The swelling in the face worsened during the week, and the side pain didn't go away. By Thursday morning, April 6th, the pain in my side was so bad, I lay in bed, howling until it was late enough for us to drop off Katelyn at Early Bird day care and get me to the ER for pain management. Now that Lily was gone, they could finally do the catscan. And the history of the complications from the procedure over the weekend led the ER to do more detailed blood testing.

Shortly later, I was told there were abnormalities with my blood. I was moved from the ER to long-term care. Three hours later, a hematologist told me my symptoms indicated I had Leukemia and would need a bone marrow test to confirm. The aching in the ribs (the catscan had shown nothing wrong with the kidney) and face were the result of flat bones releasing the immature white blood cells into my blood stream.

Friday, April 7th, I was moved to this bigger hospital, with my new diagnosis, where I've been since. That week, the amnioscentisis came back clean. It had been my Leukemia that had hurt Lily.

My ob/gyn thinks the events that unfolded around Lily's passing saved my life. I wish that made the loss of her hurt less. I have seen Katelyn four times since April 6th. Ryan says that someday when she is old enough to understand, she will look up to me for what I have endured, and thank Lily for giving her a mom. Right now, her simply wanting to hug me like she used to would be enough.

On a bright note, the head catscan came back clean- no bleading. It remains unclear when I will be able to leave here. Normally the main driver is a recovered white blood cell count, but all my levels need to be back to normal, given the clotting in the liver and bleeding in the lung I have had. In addition to the ATRA chemo drug, I am still taking a steroid to reduce the bleeding in the lung and a blood thinner (Heparin) to prevent further clots, such as in the liver.

Once I am out of here, the next phase of the treatment will be daily IV injections of arsenic.

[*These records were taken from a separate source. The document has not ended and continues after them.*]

use chrono::{DateTime, Utc};
use std::collections::BTreeMap;
use thiserror::Error;
use uuid::Uuid;

use crate::model::answer::AnswerRecord;
use crate::model::ids::{ExamId, UserId};

#[derive(Debug, Error, Clone, PartialEq, Eq)]
#[non_exhaustive]
pub enum SummaryError {
    #[error("completed_at is before started_at")]
    InvalidTimeRange,

    #[error("too many answers for a single session: {len}")]
    TooManyAnswers { len: usize },

    #[error("total answered ({total}) is less than correct count ({correct})")]
    CountMismatch { total: u32, correct: u32 },
}

/// Per-subject slice of a finished run.
#[derive(Debug, Clone, PartialEq, Eq)]
pub struct SubjectStat {
    pub subject: String,
    pub total: u32,
    pub correct: u32,
}

/// Aggregate summary for a completed quiz run.
#[derive(Debug, Clone, PartialEq, Eq)]
pub struct QuizSummary {
    id: Uuid,
    user_id: UserId,
    exam: Option<ExamId>,
    started_at: DateTime<Utc>,
    completed_at: DateTime<Utc>,
    total_answered: u32,
    total_correct: u32,
    time_spent_secs: u32,
    subjects: Vec<SubjectStat>,
}

impl QuizSummary {
    /// Rehydrate a summary from persisted storage.
    ///
    /// # Errors
    ///
    /// Returns `SummaryError::CountMismatch` if totals do not align.
    #[allow(clippy::too_many_arguments)]
    pub fn from_persisted(
        id: Uuid,
        user_id: UserId,
        exam: Option<ExamId>,
        started_at: DateTime<Utc>,
        completed_at: DateTime<Utc>,
        total_answered: u32,
        total_correct: u32,
        time_spent_secs: u32,
        subjects: Vec<SubjectStat>,
    ) -> Result<Self, SummaryError> {
        if completed_at < started_at {
            return Err(SummaryError::InvalidTimeRange);
        }
        if total_correct > total_answered {
            return Err(SummaryError::CountMismatch {
                total: total_answered,
                correct: total_correct,
            });
        }

        Ok(Self {
            id,
            user_id,
            exam,
            started_at,
            completed_at,
            total_answered,
            total_correct,
            time_spent_secs,
            subjects,
        })
    }

    /// Build a summary from a finished run's answer records.
    ///
    /// The subject breakdown uses the tags copied at answer time, so a
    /// later re-tag of a question does not rewrite history.
    ///
    /// # Errors
    ///
    /// Returns `SummaryError::InvalidTimeRange` if `completed_at` precedes
    /// `started_at`, or `SummaryError::TooManyAnswers` if the record count
    /// cannot fit in `u32`.
    pub fn from_answers(
        user_id: UserId,
        exam: Option<ExamId>,
        started_at: DateTime<Utc>,
        completed_at: DateTime<Utc>,
        answers: &[AnswerRecord],
    ) -> Result<Self, SummaryError> {
        if completed_at < started_at {
            return Err(SummaryError::InvalidTimeRange);
        }
        let total_answered = u32::try_from(answers.len())
            .map_err(|_| SummaryError::TooManyAnswers { len: answers.len() })?;

        let mut total_correct = 0_u32;
        let mut time_spent_secs = 0_u32;
        let mut by_subject: BTreeMap<&str, (u32, u32)> = BTreeMap::new();

        for answer in answers {
            if answer.correct {
                total_correct = total_correct.saturating_add(1);
            }
            time_spent_secs = time_spent_secs.saturating_add(answer.time_spent_secs);
            if let Some(subject) = answer.subject.as_deref() {
                let entry = by_subject.entry(subject).or_insert((0, 0));
                entry.0 = entry.0.saturating_add(1);
                if answer.correct {
                    entry.1 = entry.1.saturating_add(1);
                }
            }
        }

        let subjects = by_subject
            .into_iter()
            .map(|(subject, (total, correct))| SubjectStat {
                subject: subject.to_owned(),
                total,
                correct,
            })
            .collect();

        Self::from_persisted(
            Uuid::new_v4(),
            user_id,
            exam,
            started_at,
            completed_at,
            total_answered,
            total_correct,
            time_spent_secs,
            subjects,
        )
    }

    #[must_use]
    pub fn id(&self) -> Uuid {
        self.id
    }

    #[must_use]
    pub fn user_id(&self) -> &UserId {
        &self.user_id
    }

    #[must_use]
    pub fn exam(&self) -> Option<&ExamId> {
        self.exam.as_ref()
    }

    #[must_use]
    pub fn started_at(&self) -> DateTime<Utc> {
        self.started_at
    }

    #[must_use]
    pub fn completed_at(&self) -> DateTime<Utc> {
        self.completed_at
    }

    #[must_use]
    pub fn total_answered(&self) -> u32 {
        self.total_answered
    }

    #[must_use]
    pub fn total_correct(&self) -> u32 {
        self.total_correct
    }

    #[must_use]
    pub fn time_spent_secs(&self) -> u32 {
        self.time_spent_secs
    }

    #[must_use]
    pub fn subjects(&self) -> &[SubjectStat] {
        &self.subjects
    }

    /// Correct answers as a whole percentage, 0 for an empty run.
    #[must_use]
    pub fn score_percent(&self) -> u32 {
        if self.total_answered == 0 {
            return 0;
        }
        self.total_correct * 100 / self.total_answered
    }
}

//
// ─── TESTS ─────────────────────────────────────────────────────────────────────
//

#[cfg(test)]
mod tests {
    use super::*;
    use crate::model::answer::Selection;
    use crate::model::ids::QuestionId;
    use crate::model::question::Question;
    use crate::time::fixed_now;

    fn answer(id: u64, subject: &str, correct: bool) -> AnswerRecord {
        let q = Question::new(
            QuestionId::new(id),
            "Prompt?",
            vec!["a".into(), "b".into(), "c".into(), "d".into()],
            0,
        )
        .unwrap()
        .with_subject(subject);
        let selection = if correct {
            Selection::Chosen(0)
        } else {
            Selection::Chosen(1)
        };
        AnswerRecord::record(&q, selection, 10, 30)
    }

    #[test]
    fn summary_aggregates_by_subject() {
        let now = fixed_now();
        let answers = vec![
            answer(1, "Português", true),
            answer(2, "Português", false),
            answer(3, "Direito", true),
        ];

        let summary =
            QuizSummary::from_answers(UserId::new("ana"), None, now, now, &answers).unwrap();

        assert_eq!(summary.total_answered(), 3);
        assert_eq!(summary.total_correct(), 2);
        assert_eq!(summary.time_spent_secs(), 30);
        assert_eq!(summary.score_percent(), 66);

        let direito = summary
            .subjects()
            .iter()
            .find(|s| s.subject == "Direito")
            .unwrap();
        assert_eq!((direito.total, direito.correct), (1, 1));
        let portugues = summary
            .subjects()
            .iter()
            .find(|s| s.subject == "Português")
            .unwrap();
        assert_eq!((portugues.total, portugues.correct), (2, 1));
    }

    #[test]
    fn inverted_time_range_is_rejected() {
        let now = fixed_now();
        let err = QuizSummary::from_answers(
            UserId::new("ana"),
            None,
            now,
            now - chrono::Duration::seconds(1),
            &[],
        )
        .unwrap_err();
        assert!(matches!(err, SummaryError::InvalidTimeRange));
    }

    #[test]
    fn persisted_counts_must_align() {
        let now = fixed_now();
        let err = QuizSummary::from_persisted(
            Uuid::new_v4(),
            UserId::new("ana"),
            None,
            now,
            now,
            2,
            5,
            0,
            Vec::new(),
        )
        .unwrap_err();
        assert!(matches!(
            err,
            SummaryError::CountMismatch {
                total: 2,
                correct: 5
            }
        ));
    }

    #[test]
    fn empty_run_scores_zero() {
        let now = fixed_now();
        let summary =
            QuizSummary::from_answers(UserId::new("ana"), None, now, now, &[]).unwrap();
        assert_eq!(summary.score_percent(), 0);
    }
}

This will mean an hour in the hospital a day, but at least I will be back at home, rebuilding my relationship with Katelyn. The staff here says I am beginning to look better. This is good, but I feel scared and confused. It feels safe in here, constantly being monitored, yet obviously I want to be back at the house, back to normal. I want this to have never happened to me. I want to be having a baby August 14th. I want to know "Why Us?"